◆ **To do**
Return only the number of lines in the records below where the string "PRAGMA" shows up.

◆ **Working data**
═══

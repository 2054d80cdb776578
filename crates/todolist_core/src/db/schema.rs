//! Todo table schema bootstrap.
//!
//! # Invariants
//! - A database at version 0 is initialized and stamped with `SCHEMA_VERSION`.
//! - Any other version than `SCHEMA_VERSION` is rejected; there is no migration path.

use crate::db::database_label;
use crate::store::{StoreError, StoreResult};
use rusqlite::Connection;

/// Schema version written to `PRAGMA user_version`.
pub const SCHEMA_VERSION: u32 = 1;

const SCHEMA_SQL: &str = include_str!("schema_v1.sql");

/// Creates the todo table on an empty database, or verifies an existing one.
///
/// # Errors
/// - `UnsupportedSchema` when the database is stamped with another version.
/// - `Io` when SQLite rejects a statement.
pub fn ensure_schema(conn: &mut Connection) -> StoreResult<()> {
    let label = database_label(conn);
    let io = |err: rusqlite::Error| StoreError::io(label.clone(), err.to_string());

    let current = current_user_version(conn).map_err(io)?;
    if current == SCHEMA_VERSION {
        return Ok(());
    }
    if current != 0 {
        return Err(StoreError::UnsupportedSchema {
            store: label,
            found: current,
            supported: SCHEMA_VERSION,
        });
    }

    let tx = conn.transaction().map_err(io)?;
    tx.execute_batch(SCHEMA_SQL).map_err(io)?;
    tx.execute_batch(&format!("PRAGMA user_version = {SCHEMA_VERSION};"))
        .map_err(io)?;
    tx.commit().map_err(io)
}

/// Reads `PRAGMA user_version` from the connection.
pub fn current_user_version(conn: &Connection) -> rusqlite::Result<u32> {
    conn.query_row("PRAGMA user_version;", [], |row| row.get::<_, u32>(0))
}
//! Storage and logging configuration for todo hosts.
//!
//! # Responsibility
//! - Describe where the collection lives and which backend persists it.
//! - Resolve the final store path from directory, backend and file name.
//!
//! # Invariants
//! - `data_dir` must be absolute, matching the logging directory rule.
//! - A custom file name is a bare name, never a path.

use crate::logging::default_log_level;
use crate::store::{DEFAULT_DB_FILE, DEFAULT_SAVE_FILE};
use std::error::Error;
use std::fmt::{Display, Formatter};
use std::path::PathBuf;
use std::str::FromStr;

/// Persistence backend selected by the host.
#[derive(Debug, Clone, Copy, PartialEq, Eq, Default)]
pub enum StoreBackend {
    /// Single JSON file (`JsonFileStore`).
    #[default]
    Json,
    /// Single SQLite database file (`SqliteTodoStore`).
    Sqlite,
}

impl StoreBackend {
    pub fn as_str(self) -> &'static str {
        match self {
            Self::Json => "json",
            Self::Sqlite => "sqlite",
        }
    }

    pub fn default_file_name(self) -> &'static str {
        match self {
            Self::Json => DEFAULT_SAVE_FILE,
            Self::Sqlite => DEFAULT_DB_FILE,
        }
    }
}

impl FromStr for StoreBackend {
    type Err = ConfigError;

    fn from_str(value: &str) -> Result<Self, Self::Err> {
        match value.trim().to_ascii_lowercase().as_str() {
            "json" => Ok(Self::Json),
            "sqlite" | "sqlite3" => Ok(Self::Sqlite),
            other => Err(ConfigError::UnknownBackend(other.to_string())),
        }
    }
}

impl Display for StoreBackend {
    fn fmt(&self, f: &mut Formatter<'_>) -> std::fmt::Result {
        f.write_str(self.as_str())
    }
}

#[derive(Debug, Clone, PartialEq, Eq)]
pub enum ConfigError {
    UnknownBackend(String),
    RelativeDataDir(PathBuf),
    InvalidFileName(String),
}

impl Display for ConfigError {
    fn fmt(&self, f: &mut Formatter<'_>) -> std::fmt::Result {
        match self {
            Self::UnknownBackend(value) => {
                write!(f, "unsupported store backend `{value}`; expected json|sqlite")
            }
            Self::RelativeDataDir(path) => {
                write!(f, "data_dir must be an absolute path, got `{}`", path.display())
            }
            Self::InvalidFileName(value) => {
                write!(f, "store file name must be a bare file name, got `{value}`")
            }
        }
    }
}

impl Error for ConfigError {}

/// Host-level configuration.
#[derive(Debug, Clone, PartialEq, Eq)]
pub struct TodoConfig {
    pub data_dir: PathBuf,
    pub backend: StoreBackend,
    /// Overrides the backend's default file name when set.
    pub file_name: Option<String>,
    pub log_level: String,
}

impl TodoConfig {
    /// Configuration with default backend, file name and build-mode log level.
    pub fn new(data_dir: impl Into<PathBuf>) -> Self {
        Self {
            data_dir: data_dir.into(),
            backend: StoreBackend::default(),
            file_name: None,
            log_level: default_log_level().to_string(),
        }
    }

    pub fn validate(&self) -> Result<(), ConfigError> {
        if !self.data_dir.is_absolute() {
            return Err(ConfigError::RelativeDataDir(self.data_dir.clone()));
        }
        if let Some(name) = &self.file_name {
            let trimmed = name.trim();
            if trimmed.is_empty()
                || trimmed.contains(['/', '\\'])
                || trimmed == "."
                || trimmed == ".."
            {
                return Err(ConfigError::InvalidFileName(name.clone()));
            }
        }
        Ok(())
    }

    /// Full path of the store file for the configured backend.
    pub fn store_path(&self) -> PathBuf {
        let name = self
            .file_name
            .as_deref()
            .map(str::trim)
            .unwrap_or_else(|| self.backend.default_file_name());
        self.data_dir.join(name)
    }

    /// Directory used for rolling log files.
    pub fn log_dir(&self) -> PathBuf {
        self.data_dir.join("logs")
    }
}
//! Use-case level command surface for UI hosts.
//!
//! # Responsibility
//! - Map user intents (create, edit, toggle, delete, list, export) onto
//!   manager operations.
//! - Persist after every mutation so edits survive a crash.

pub mod todo_service;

═══

◆ **Answer to the problem**
4